Work instructions » Given the listing below, write out exactly the lines starting with the line that has "clock's current time." and going on through the line that has "self.assert_column(column);", both kept.

Information »
--- START ---
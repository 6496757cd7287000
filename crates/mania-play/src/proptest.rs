//! Property-based tests for the scheduler.
//!
//! Random beatmaps are driven by random sequences of clock steps, direct
//! presses and queued presses. After every step the stage partition must
//! hold and every resolved note must have been scored exactly once.

use std::collections::BTreeSet;

use mania_model::test_support::BeatmapBuilder;
use mania_model::{Beatmap, NoteInfo};
use proptest::prelude::*;

use crate::{Clock, Controller, HitEvent, ManualClock, Outcome, PlayConfig};

#[derive(Debug, Clone)]
enum Step {
    Advance(i64),
    Press(usize),
    Queue(usize, i64),
}

fn arb_beatmap() -> impl Strategy<Value = Beatmap> {
    (1usize..=7).prop_flat_map(|key_count| {
        prop::collection::btree_set((0..key_count, 0i64..20_000), 1..60).prop_map(
            move |notes: BTreeSet<(usize, i64)>| {
                let mut builder = BeatmapBuilder::new(key_count);
                for (column, time) in notes {
                    builder = builder.note(column, time);
                }
                builder.build()
            },
        )
    })
}

fn arb_steps(key_count: usize) -> impl Strategy<Value = Vec<Step>> {
    let step = prop_oneof![
        (1i64..400).prop_map(Step::Advance),
        (0..key_count).prop_map(Step::Press),
        (0..key_count, -300i64..300).prop_map(|(c, d)| Step::Queue(c, d)),
    ];
    prop::collection::vec(step, 1..300)
}

fn arb_session() -> impl Strategy<Value = (Beatmap, Vec<Step>)> {
    arb_beatmap().prop_flat_map(|map| {
        let steps = arb_steps(map.key_count());
        (Just(map), steps)
    })
}

fn is_ascending(notes: &[NoteInfo]) -> bool {
    notes.windows(2).all(|w| w[0].hit_time < w[1].hit_time)
}

proptest! {
    #[test]
    fn partition_and_single_resolution_hold((map, steps) in arb_session()) {
        let clock = ManualClock::new();
        let mut controller = Controller::new(&map, &PlayConfig::default(), clock.clone());
        let input = controller.input_sender();
        controller.start();

        let mut seen = BTreeSet::new();
        let mut record = |resolved: NoteInfo| seen.insert(resolved);

        for step in steps {
            match step {
                Step::Advance(dt) => {
                    clock.advance(dt);
                    let report = controller.tick();
                    for r in &report.resolved {
                        prop_assert!(record(r.note), "{:?} resolved twice", r.note);
                    }
                }
                Step::Press(column) => {
                    if let Some(r) = controller.hit(column) {
                        prop_assert!(matches!(r.outcome, Outcome::Hit(_)));
                        prop_assert!(record(r.note), "{:?} resolved twice", r.note);
                    }
                }
                Step::Queue(column, delta) => {
                    input.send(HitEvent::new(column, clock.now_ms() + delta)).unwrap();
                }
            }

            let timeline = controller.timeline();
            prop_assert_eq!(timeline.check_partition(), Ok(()));
            for column in 0..timeline.key_count() {
                let present: Vec<NoteInfo> =
                    timeline.column_present(column).iter().copied().collect();
                prop_assert!(is_ascending(&present));
            }
            prop_assert_eq!(controller.score().note_index(), timeline.past_len());
            prop_assert!((0.0..=100.0).contains(&controller.bonus()));
        }
    }

    #[test]
    fn idle_run_misses_every_note_once(map in arb_beatmap()) {
        let clock = ManualClock::new();
        let mut controller = Controller::new(&map, &PlayConfig::default(), clock.clone());
        controller.start();

        let mut misses = 0;
        while !controller.is_finished() {
            clock.advance(97);
            let report = controller.tick();
            misses += report
                .resolved
                .iter()
                .filter(|r| r.outcome == Outcome::Missed)
                .count();
        }
        prop_assert_eq!(misses, map.total_notes());
        prop_assert_eq!(controller.miss_count() as usize, map.total_notes());
        prop_assert_eq!(controller.accuracy(), Some(0.0));

        clock.advance(10_000);
        prop_assert!(controller.tick().resolved.is_empty());
    }
}
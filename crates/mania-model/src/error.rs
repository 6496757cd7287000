use thiserror::Error;

/// Reasons a beatmap is rejected at load time.
#[derive(Debug, Error, PartialEq, Eq)]
pub enum BeatmapError {
    #[error("beatmap is not an osu!mania map (Mode: {mode})")]
    NotMania { mode: String },

    #[error("beatmap is not {expected} keys (CircleSize: {found})")]
    WrongKeyCount { expected: usize, found: String },

    #[error("beatmap does not have an audio file")]
    MissingAudio,

    #[error("malformed hit object on line {line}: {reason}")]
    MalformedHitObject { line: usize, reason: String },

    #[error("column {column} is out of range for a {key_count}-key beatmap")]
    ColumnOutOfRange { column: usize, key_count: usize },

    #[error("two notes share column {column} at {hit_time} ms")]
    DuplicateNote { column: usize, hit_time: i64 },

    #[error("beatmap has no notes")]
    Empty,

    #[error("key count must be at least 1")]
    NoColumns,
}
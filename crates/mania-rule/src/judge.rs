use serde::{Deserialize, Serialize};
use thiserror::Error;

use crate::TIER_COUNT;
use crate::tier::JudgeTier;

/// Rejected window configuration.
#[derive(Debug, Error, PartialEq, Eq)]
pub enum WindowError {
    #[error("{tier} window must be positive, got {value} ms")]
    NotPositive { tier: JudgeTier, value: i64 },

    #[error("{tier} window ({value} ms) must be wider than the previous tier ({previous} ms)")]
    NotIncreasing {
        tier: JudgeTier,
        value: i64,
        previous: i64,
    },
}

/// Symmetric hit windows: `windows[tier]` is the largest `|offset|` in ms
/// that still earns `tier`. Strictly increasing from Max to Poor.
///
/// Offsets are `current_time - hit_time`, so negative means early.
#[derive(Debug, Clone, Copy, PartialEq, Eq, Serialize, Deserialize)]
#[serde(try_from = "[i64; 6]", into = "[i64; 6]")]
pub struct JudgeWindows {
    windows: [i64; TIER_COUNT],
}

impl JudgeWindows {
    pub const DEFAULT_OVERALL_DIFFICULTY: f64 = 5.0;

    /// Validate and wrap explicit half-widths (Max..Poor).
    pub fn new(windows: [i64; TIER_COUNT]) -> Result<Self, WindowError> {
        let mut previous = 0;
        for (tier, &value) in JudgeTier::ALL.iter().zip(windows.iter()) {
            if value <= 0 {
                return Err(WindowError::NotPositive { tier: *tier, value });
            }
            if value <= previous {
                return Err(WindowError::NotIncreasing {
                    tier: *tier,
                    value,
                    previous,
                });
            }
            previous = value;
        }
        Ok(Self { windows })
    }

    /// osu!mania windows for an OverallDifficulty in [0, 10]. Out-of-range
    /// values are clamped.
    pub fn from_overall_difficulty(od: f64) -> Self {
        let od = if od.is_finite() {
            od.clamp(0.0, 10.0)
        } else {
            Self::DEFAULT_OVERALL_DIFFICULTY
        };
        let scaled = |base: f64| (base - 3.0 * od).floor() as i64;
        Self {
            windows: [
                16,
                scaled(64.0),
                scaled(97.0),
                scaled(127.0),
                scaled(151.0),
                scaled(188.0),
            ],
        }
    }

    pub fn window(&self, tier: JudgeTier) -> i64 {
        self.windows[tier.code()]
    }

    /// Outer bound of every judgement; later than this a note is missed.
    pub fn poor_window(&self) -> i64 {
        self.windows[JudgeTier::Poor.code()]
    }

    pub fn as_array(&self) -> [i64; TIER_COUNT] {
        self.windows
    }

    /// True once the note's Poor window has fully elapsed. Monotonic in
    /// `current_time`.
    pub fn is_missed(&self, hit_time: i64, current_time: i64) -> bool {
        current_time.saturating_sub(hit_time) > self.poor_window()
    }

    /// Tier for a press at `current_time` against a note at `hit_time`, or
    /// `None` when the press is outside every window.
    pub fn calculate_hit_value(&self, hit_time: i64, current_time: i64) -> Option<JudgeTier> {
        self.judge_offset(current_time.saturating_sub(hit_time))
    }

    /// Tier for a signed offset. The tightest window that contains
    /// `|offset|` wins, so each boundary belongs to the better tier.
    pub fn judge_offset(&self, offset_ms: i64) -> Option<JudgeTier> {
        let distance = offset_ms.unsigned_abs();
        JudgeTier::ALL
            .into_iter()
            .find(|tier| distance <= self.window(*tier) as u64)
    }
}

impl Default for JudgeWindows {
    fn default() -> Self {
        Self::from_overall_difficulty(Self::DEFAULT_OVERALL_DIFFICULTY)
    }
}

impl TryFrom<[i64; TIER_COUNT]> for JudgeWindows {
    type Error = WindowError;

    fn try_from(windows: [i64; TIER_COUNT]) -> Result<Self, Self::Error> {
        Self::new(windows)
    }
}

impl From<JudgeWindows> for [i64; TIER_COUNT] {
    fn from(windows: JudgeWindows) -> Self {
        windows.windows
    }
}

/// Timing direction for the early/late display
#[derive(Debug, Clone, Copy, PartialEq, Eq, Serialize, Deserialize)]
pub enum TimingDirection {
    Early,
    Exact,
    Late,
}

impl TimingDirection {
    const EXACT_THRESHOLD_MS: i64 = 1;

    pub fn from_offset(offset_ms: i64) -> Self {
        if offset_ms < -Self::EXACT_THRESHOLD_MS {
            TimingDirection::Early
        } else if offset_ms > Self::EXACT_THRESHOLD_MS {
            TimingDirection::Late
        } else {
            TimingDirection::Exact
        }
    }
}
//! File-level decoding tests.

use std::fs;

use mania_model::{BeatmapDecoder, BeatmapError, NoteInfo};
use tempfile::TempDir;

fn osu_file(mode: &str, circle_size: &str, objects: &[&str]) -> String {
    let mut content = format!(
        "osu file format v14\n\n[General]\nAudioFilename: song.mp3\nMode: {mode}\n\n\
         [Metadata]\nTitle:Decode\nArtist:Tester\nVersion:Insane\n\n\
         [Difficulty]\nCircleSize:{circle_size}\nOverallDifficulty:6\n\n[HitObjects]\n"
    );
    for line in objects {
        content.push_str(line);
        content.push('\n');
    }
    content
}

#[test]
fn decode_reads_file_from_disk() {
    let dir = TempDir::new().unwrap();
    let path = dir.path().join("Tester - Decode [Insane].osu");
    fs::write(
        &path,
        osu_file(
            "3",
            "4",
            &["64,192,1000,1,0", "192,192,1250,1,0", "448,192,1500,1,0"],
        ),
    )
    .unwrap();

    let map = BeatmapDecoder::default().decode(&path).unwrap();
    assert_eq!(map.key_count(), 4);
    assert_eq!(map.total_notes(), 3);
    assert_eq!(
        map.notes(),
        vec![
            NoteInfo::new(1000, 0),
            NoteInfo::new(1250, 1),
            NoteInfo::new(1500, 3),
        ]
    );
    assert_eq!(map.meta.version, "Insane");
    assert_eq!(map.meta.overall_difficulty, 6.0);
}

#[test]
fn decode_missing_file_is_error() {
    let dir = TempDir::new().unwrap();
    let err = BeatmapDecoder::default()
        .decode(&dir.path().join("missing.osu"))
        .unwrap_err();
    assert!(format!("{err:#}").contains("failed to read beatmap"));
}

#[test]
fn decode_error_keeps_typed_cause() {
    let dir = TempDir::new().unwrap();
    let path = dir.path().join("taiko.osu");
    fs::write(&path, osu_file("1", "4", &["64,192,1000,1,0"])).unwrap();

    let err = BeatmapDecoder::default().decode(&path).unwrap_err();
    assert_eq!(
        err.downcast_ref::<BeatmapError>(),
        Some(&BeatmapError::NotMania {
            mode: "1".to_string()
        })
    );
}

#[test]
fn notes_out_of_order_are_sorted_per_column() {
    let content = osu_file(
        "3",
        "4",
        &["64,192,3000,1,0", "64,192,1000,1,0", "64,192,2000,1,0"],
    );
    let map = BeatmapDecoder::default().decode_str(&content).unwrap();
    let times: Vec<i64> = map.column(0).iter().map(|n| n.hit_time).collect();
    assert_eq!(times, vec![1000, 2000, 3000]);
}

#[test]
fn duplicate_note_is_rejected() {
    let content = osu_file("3", "4", &["64,192,1000,1,0", "100,192,1000,1,0"]);
    assert_eq!(
        BeatmapDecoder::default().decode_str(&content).unwrap_err(),
        BeatmapError::DuplicateNote {
            column: 0,
            hit_time: 1000
        }
    );
}

#[test]
fn seven_key_map_needs_seven_key_decoder() {
    let content = osu_file("3", "7", &["36,192,1000,1,0", "475,192,1000,1,0"]);
    assert!(matches!(
        BeatmapDecoder::default().decode_str(&content),
        Err(BeatmapError::WrongKeyCount { expected: 4, .. })
    ));

    let map = BeatmapDecoder::new(7).decode_str(&content).unwrap();
    assert_eq!(map.column(0).len(), 1);
    assert_eq!(map.column(6).len(), 1);
}

#[test]
fn repeated_property_keeps_last_value() {
    let content = osu_file("3", "4", &["64,192,1000,1,0"])
        .replace("Title:Decode\n", "Title:Decode\nTitle:Other\n");
    let map = BeatmapDecoder::default().decode_str(&content).unwrap();
    assert_eq!(map.meta.title, "Other");
}
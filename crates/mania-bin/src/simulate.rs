//! Headless play: drives a controller with a manual clock and a planned
//! sequence of presses.

use std::path::Path;

use anyhow::{Context, Result, ensure};
use clap::ValueEnum;
use log::{debug, info};
use mania_model::Beatmap;
use mania_play::{Clock, Controller, HitEvent, ManualClock, PlayConfig, PlayResult};
use rand::rngs::StdRng;
use rand::{Rng, SeedableRng};

/// Where the presses come from.
#[derive(Debug, Clone, Copy, PartialEq, Eq, ValueEnum)]
pub enum Mode {
    /// Press every note exactly on time
    Auto,
    /// Press every note with a random offset
    Jitter,
    /// Replay presses from a JSON file
    Replay,
}

/// One press per note at its hit time.
pub fn autoplay(beatmap: &Beatmap) -> Vec<HitEvent> {
    beatmap
        .notes()
        .into_iter()
        .map(|note| HitEvent::new(note.column, note.hit_time))
        .collect()
}

/// One press per note, offset uniformly within `±jitter_ms`. The same seed
/// always yields the same presses.
pub fn jittered(beatmap: &Beatmap, seed: u64, jitter_ms: i64) -> Vec<HitEvent> {
    let jitter_ms = jitter_ms.abs();
    let mut rng = StdRng::seed_from_u64(seed);
    let mut presses: Vec<HitEvent> = beatmap
        .notes()
        .into_iter()
        .map(|note| {
            let offset = rng.gen_range(-jitter_ms..=jitter_ms);
            HitEvent::new(note.column, note.hit_time + offset)
        })
        .collect();
    presses.sort_by_key(|p| p.time_ms);
    presses
}

/// Read a JSON array of `{"column": .., "timeMs": ..}` presses.
pub fn read_replay(path: &Path, key_count: usize) -> Result<Vec<HitEvent>> {
    let data = std::fs::read_to_string(path)
        .with_context(|| format!("failed to read replay {}", path.display()))?;
    let mut presses: Vec<HitEvent> = serde_json::from_str(&data)
        .with_context(|| format!("failed to parse replay {}", path.display()))?;
    for press in &presses {
        ensure!(
            press.column < key_count,
            "replay press in column {} but the beatmap has {key_count} keys",
            press.column
        );
    }
    presses.sort_by_key(|p| p.time_ms);
    Ok(presses)
}

/// Play `beatmap` to the end, delivering `presses` through the input queue
/// and ticking every `tick_ms`.
pub fn run(
    beatmap: &Beatmap,
    config: &PlayConfig,
    presses: &[HitEvent],
    tick_ms: i64,
) -> Result<PlayResult> {
    assert!(tick_ms > 0, "tick step must be positive");

    let clock = ManualClock::new();
    let mut controller = Controller::new(beatmap, config, clock.clone());
    let input = controller.input_sender();
    controller.start();

    let mut next = 0;
    let mut ticks = 0u64;
    while !controller.is_finished() {
        clock.advance(tick_ms);
        let now = clock.now_ms();
        while let Some(press) = presses.get(next).filter(|p| p.time_ms <= now) {
            input
                .send(*press)
                .with_context(|| format!("failed to queue press at {} ms", press.time_ms))?;
            next += 1;
        }
        let report = controller.tick();
        ticks += 1;
        for resolved in &report.resolved {
            debug!("{:?} at {} ms", resolved.outcome, resolved.note.hit_time);
        }
    }

    info!(
        "Simulated {} notes in {ticks} ticks ({} presses delivered)",
        beatmap.total_notes(),
        next
    );
    Ok(controller.result())
}
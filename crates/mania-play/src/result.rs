use mania_rule::{Grade, JudgeTier, ScoreState, TIER_COUNT};
use serde::Serialize;

use crate::timing_stats::TimingStats;

/// Snapshot of an attempt, suitable for display or JSON output.
#[derive(Debug, Clone, PartialEq, Serialize)]
#[serde(rename_all = "camelCase")]
pub struct PlayResult {
    pub title: String,
    pub artist: String,
    pub difficulty: String,
    pub total_notes: usize,
    pub judged_notes: usize,
    /// Per-tier counts, Max..Poor. Misses are included in Poor.
    pub counts: [u32; TIER_COUNT],
    pub miss_count: u32,
    pub max_combo: u32,
    pub score: u64,
    /// `None` when nothing was judged
    pub accuracy: Option<f64>,
    pub grade: Option<Grade>,
    pub early_count: u32,
    pub late_count: u32,
}

impl PlayResult {
    pub(crate) fn new(
        title: &str,
        artist: &str,
        difficulty: &str,
        score: &ScoreState,
        miss_count: u32,
        timing: &TimingStats,
    ) -> Self {
        Self {
            title: title.to_string(),
            artist: artist.to_string(),
            difficulty: difficulty.to_string(),
            total_notes: score.total_notes(),
            judged_notes: score.note_index(),
            counts: score.counts(),
            miss_count,
            max_combo: score.max_combo(),
            score: score.final_score(),
            accuracy: score.accuracy(),
            grade: score.grade(),
            early_count: timing.early_count,
            late_count: timing.late_count,
        }
    }

    pub fn count(&self, tier: JudgeTier) -> u32 {
        self.counts[tier.code()]
    }

    /// Every note was judged and none broke the combo.
    pub fn is_full_combo(&self) -> bool {
        self.judged_notes == self.total_notes && self.count(JudgeTier::Poor) == 0
    }
}
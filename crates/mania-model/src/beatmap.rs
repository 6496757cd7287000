use std::collections::HashSet;

use serde::{Deserialize, Serialize};

use crate::error::BeatmapError;
use crate::note::NoteInfo;

/// Descriptive header fields carried along with the notes.
#[derive(Debug, Clone, PartialEq, Serialize, Deserialize)]
#[serde(rename_all = "camelCase")]
pub struct BeatmapMeta {
    pub title: String,
    pub artist: String,
    /// Difficulty name, e.g. "Hard"
    pub version: String,
    pub audio_filename: String,
    /// OverallDifficulty header value, clamped to [0, 10]
    pub overall_difficulty: f64,
}

impl BeatmapMeta {
    pub const DEFAULT_OVERALL_DIFFICULTY: f64 = 5.0;
}

impl Default for BeatmapMeta {
    fn default() -> Self {
        Self {
            title: String::new(),
            artist: String::new(),
            version: String::new(),
            audio_filename: String::new(),
            overall_difficulty: Self::DEFAULT_OVERALL_DIFFICULTY,
        }
    }
}

/// A validated chart: notes bucketed per column, each column ascending by
/// hit time, with no duplicate (column, hit_time) pairs and at least one note.
#[derive(Debug, Clone, PartialEq)]
pub struct Beatmap {
    pub meta: BeatmapMeta,
    columns: Vec<Vec<NoteInfo>>,
}

impl Beatmap {
    /// Build a beatmap from notes in any order.
    pub fn from_notes<I>(key_count: usize, notes: I, meta: BeatmapMeta) -> Result<Self, BeatmapError>
    where
        I: IntoIterator<Item = NoteInfo>,
    {
        if key_count == 0 {
            return Err(BeatmapError::NoColumns);
        }

        let mut columns: Vec<Vec<NoteInfo>> = vec![Vec::new(); key_count];
        let mut seen = HashSet::new();
        for note in notes {
            if note.column >= key_count {
                return Err(BeatmapError::ColumnOutOfRange {
                    column: note.column,
                    key_count,
                });
            }
            if !seen.insert((note.column, note.hit_time)) {
                return Err(BeatmapError::DuplicateNote {
                    column: note.column,
                    hit_time: note.hit_time,
                });
            }
            columns[note.column].push(note);
        }

        if seen.is_empty() {
            return Err(BeatmapError::Empty);
        }

        for column in &mut columns {
            column.sort_unstable_by_key(|n| n.hit_time);
        }

        Ok(Self { meta, columns })
    }

    pub fn key_count(&self) -> usize {
        self.columns.len()
    }

    /// Notes of one column, ascending by hit time.
    ///
    /// Panics if `column` is out of range.
    pub fn column(&self, column: usize) -> &[NoteInfo] {
        &self.columns[column]
    }

    pub fn columns(&self) -> &[Vec<NoteInfo>] {
        &self.columns
    }

    pub fn total_notes(&self) -> usize {
        self.columns.iter().map(Vec::len).sum()
    }

    /// All notes across columns in chronological order.
    pub fn notes(&self) -> Vec<NoteInfo> {
        let mut all: Vec<NoteInfo> = self.columns.iter().flatten().copied().collect();
        all.sort_unstable();
        all
    }

    pub fn first_hit_time(&self) -> Option<i64> {
        self.columns
            .iter()
            .filter_map(|c| c.first())
            .map(|n| n.hit_time)
            .min()
    }

    pub fn last_hit_time(&self) -> Option<i64> {
        self.columns
            .iter()
            .filter_map(|c| c.last())
            .map(|n| n.hit_time)
            .max()
    }
}
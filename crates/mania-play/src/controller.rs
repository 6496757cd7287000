use std::mem;
use std::sync::mpsc::{self, Receiver, Sender};

use log::{debug, info, warn};
use mania_model::{Beatmap, BeatmapMeta, NoteInfo};
use mania_rule::{JudgeTier, JudgeWindows, ScoreState, TIER_COUNT};
use serde::Serialize;

use crate::clock::{Clock, SystemClock};
use crate::config::PlayConfig;
use crate::input::{HitEvent, InputSender};
use crate::result::PlayResult;
use crate::timeline::{Outcome, ResolvedNote, Timeline};
use crate::timing_stats::TimingStats;

/// What changed during one tick.
#[derive(Debug, Clone, Default, PartialEq, Serialize)]
#[serde(rename_all = "camelCase")]
pub struct TickReport {
    pub now_ms: i64,
    /// Notes that became Present, chronological
    pub spawned: Vec<NoteInfo>,
    /// Notes that became Past, in resolution order
    pub resolved: Vec<ResolvedNote>,
}

impl TickReport {
    pub fn is_empty(&self) -> bool {
        self.spawned.is_empty() && self.resolved.is_empty()
    }
}

/// Per-tick driver for one attempt: spawns notes, judges presses, sweeps
/// misses and feeds every resolution to the score model exactly once.
pub struct Controller<C: Clock = SystemClock> {
    clock: C,
    timeline: Timeline,
    windows: JudgeWindows,
    score: ScoreState,
    timing: TimingStats,
    meta: BeatmapMeta,
    spawn_lookahead_ms: i64,
    started: bool,
    miss_count: u32,
    /// Misses resolved by a direct `hit`, reported on the next tick
    pending: Vec<ResolvedNote>,
    input_tx: Sender<HitEvent>,
    input_rx: Receiver<HitEvent>,
}

impl<C: Clock> Controller<C> {
    pub fn new(beatmap: &Beatmap, config: &PlayConfig, clock: C) -> Self {
        let windows = config.judge_windows_for(beatmap);
        let (input_tx, input_rx) = mpsc::channel();
        debug!(
            "Controller for {} notes, {} keys, windows {:?}",
            beatmap.total_notes(),
            beatmap.key_count(),
            windows.as_array()
        );
        Self {
            clock,
            timeline: Timeline::new(beatmap),
            windows,
            score: ScoreState::with_rules(beatmap.total_notes(), config.score_rules.clone()),
            timing: TimingStats::default(),
            meta: beatmap.meta.clone(),
            spawn_lookahead_ms: config.spawn_lookahead_ms,
            started: false,
            miss_count: 0,
            pending: Vec::new(),
            input_tx,
            input_rx,
        }
    }

    /// Start the clock. Ticks and presses before this are ignored.
    pub fn start(&mut self) {
        if self.started {
            warn!("Controller already started");
            return;
        }
        self.clock.start();
        self.started = true;
        info!(
            "Started {} - {} [{}]",
            self.meta.artist, self.meta.title, self.meta.version
        );
    }

    /// Advance the attempt to the clock's current time.
    ///
    /// Order: spawn due notes, judge queued presses, then sweep misses.
    pub fn tick(&mut self) -> TickReport {
        let now = self.clock.now_ms();
        if !self.started {
            warn!("Tick at {now} ms before start ignored");
            return TickReport {
                now_ms: now,
                ..TickReport::default()
            };
        }

        let spawned = self.timeline.advance(now, self.spawn_lookahead_ms);
        let mut resolved = mem::take(&mut self.pending);

        while let Ok(event) = self.input_rx.try_recv() {
            let at = event.time_ms.min(now);
            self.sweep_column(event.column, at, &mut resolved);
            if let Some(hit) = self.judge_column(event.column, at) {
                resolved.push(hit);
            }
        }

        for column in 0..self.timeline.key_count() {
            self.sweep_column(column, now, &mut resolved);
        }

        debug_assert_eq!(self.timeline.check_partition(), Ok(()));

        if !resolved.is_empty() && self.is_finished() {
            info!(
                "Finished with {} points ({} misses)",
                self.score.final_score(),
                self.miss_count
            );
        }

        TickReport {
            now_ms: now,
            spawned,
            resolved,
        }
    }

    /// Judge a press in `column` at the current time against the earliest
    /// Present note. Returns `None` when nothing was in range.
    ///
    /// Panics if `column` does not exist.
    pub fn hit(&mut self, column: usize) -> Option<ResolvedNote> {
        self.assert_column(column);
        let now = self.clock.now_ms();
        if !self.started {
            warn!("Press in column {column} at {now} ms before start ignored");
            return None;
        }

        let mut missed = Vec::new();
        self.sweep_column(column, now, &mut missed);
        self.pending.extend(missed);
        self.judge_column(column, now)
    }

    /// Handle for queueing presses from another thread.
    pub fn input_sender(&self) -> InputSender {
        InputSender::new(self.input_tx.clone(), self.timeline.key_count())
    }

    fn judge_column(&mut self, column: usize, at: i64) -> Option<ResolvedNote> {
        let Some(note) = self.timeline.earliest_present(column) else {
            debug!("Press in empty column {column} at {at} ms");
            return None;
        };
        let Some(tier) = self.windows.calculate_hit_value(note.hit_time, at) else {
            debug!(
                "Press in column {column} at {at} ms out of range of note at {} ms",
                note.hit_time
            );
            return None;
        };

        let offset_ms = at - note.hit_time;
        self.timeline.resolve(column, note);
        self.score.record(tier);
        self.timing.record(tier, offset_ms);
        debug!(
            "{tier} column {column} note {} ms offset {offset_ms:+} ms",
            note.hit_time
        );
        Some(ResolvedNote {
            note,
            outcome: Outcome::Hit(tier),
            offset_ms,
        })
    }

    fn sweep_column(&mut self, column: usize, at: i64, resolved: &mut Vec<ResolvedNote>) {
        let windows = self.windows;
        let missed = self
            .timeline
            .take_missed(column, |note| windows.is_missed(note.hit_time, at));
        for note in missed {
            self.score.record(Outcome::Missed.tier());
            self.miss_count += 1;
            debug!("MISS column {column} note {} ms", note.hit_time);
            resolved.push(ResolvedNote {
                note,
                outcome: Outcome::Missed,
                offset_ms: at - note.hit_time,
            });
        }
    }

    fn assert_column(&self, column: usize) {
        assert!(
            column < self.timeline.key_count(),
            "column {column} out of range for {} keys",
            self.timeline.key_count()
        );
    }

    pub fn is_started(&self) -> bool {
        self.started
    }

    /// True once every note has been hit or missed.
    pub fn is_finished(&self) -> bool {
        self.timeline.is_drained()
    }

    pub fn now_ms(&self) -> i64 {
        self.clock.now_ms()
    }

    pub fn clock(&self) -> &C {
        &self.clock
    }

    pub fn timeline(&self) -> &Timeline {
        &self.timeline
    }

    pub fn windows(&self) -> &JudgeWindows {
        &self.windows
    }

    pub fn score(&self) -> &ScoreState {
        &self.score
    }

    pub fn total_score(&self) -> f64 {
        self.score.total_score()
    }

    pub fn accuracy(&self) -> Option<f64> {
        self.score.accuracy()
    }

    pub fn counts(&self) -> [u32; TIER_COUNT] {
        self.score.counts()
    }

    pub fn count(&self, tier: JudgeTier) -> u32 {
        self.score.count(tier)
    }

    pub fn bonus(&self) -> f64 {
        self.score.bonus()
    }

    pub fn combo(&self) -> u32 {
        self.score.combo()
    }

    pub fn max_combo(&self) -> u32 {
        self.score.max_combo()
    }

    pub fn miss_count(&self) -> u32 {
        self.miss_count
    }

    pub fn timing_stats(&self) -> &TimingStats {
        &self.timing
    }

    pub fn meta(&self) -> &BeatmapMeta {
        &self.meta
    }

    pub fn result(&self) -> PlayResult {
        PlayResult::new(
            &self.meta.title,
            &self.meta.artist,
            &self.meta.version,
            &self.score,
            self.miss_count,
            &self.timing,
        )
    }
}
--- END ---
The answer »
    /// Advance the attempt to the clock's current time.
    ///
    /// Order: spawn due notes, judge queued presses, then sweep misses.
    pub fn tick(&mut self) -> TickReport {
        let now = self.clock.now_ms();
        if !self.started {
            warn!("Tick at {now} ms before start ignored");
            return TickReport {
                now_ms: now,
                ..TickReport::default()
            };
        }

        let spawned = self.timeline.advance(now, self.spawn_lookahead_ms);
        let mut resolved = mem::take(&mut self.pending);

        while let Ok(event) = self.input_rx.try_recv() {
            let at = event.time_ms.min(now);
            self.sweep_column(event.column, at, &mut resolved);
            if let Some(hit) = self.judge_column(event.column, at) {
                resolved.push(hit);
            }
        }

        for column in 0..self.timeline.key_count() {
            self.sweep_column(column, now, &mut resolved);
        }

        debug_assert_eq!(self.timeline.check_partition(), Ok(()));

        if !resolved.is_empty() && self.is_finished() {
            info!(
                "Finished with {} points ({} misses)",
                self.score.final_score(),
                self.miss_count
            );
        }

        TickReport {
            now_ms: now,
            spawned,
            resolved,
        }
    }

    /// Judge a press in `column` at the current time against the earliest
    /// Present note. Returns `None` when nothing was in range.
    ///
    /// Panics if `column` does not exist.
    pub fn hit(&mut self, column: usize) -> Option<ResolvedNote> {
        self.assert_column(column);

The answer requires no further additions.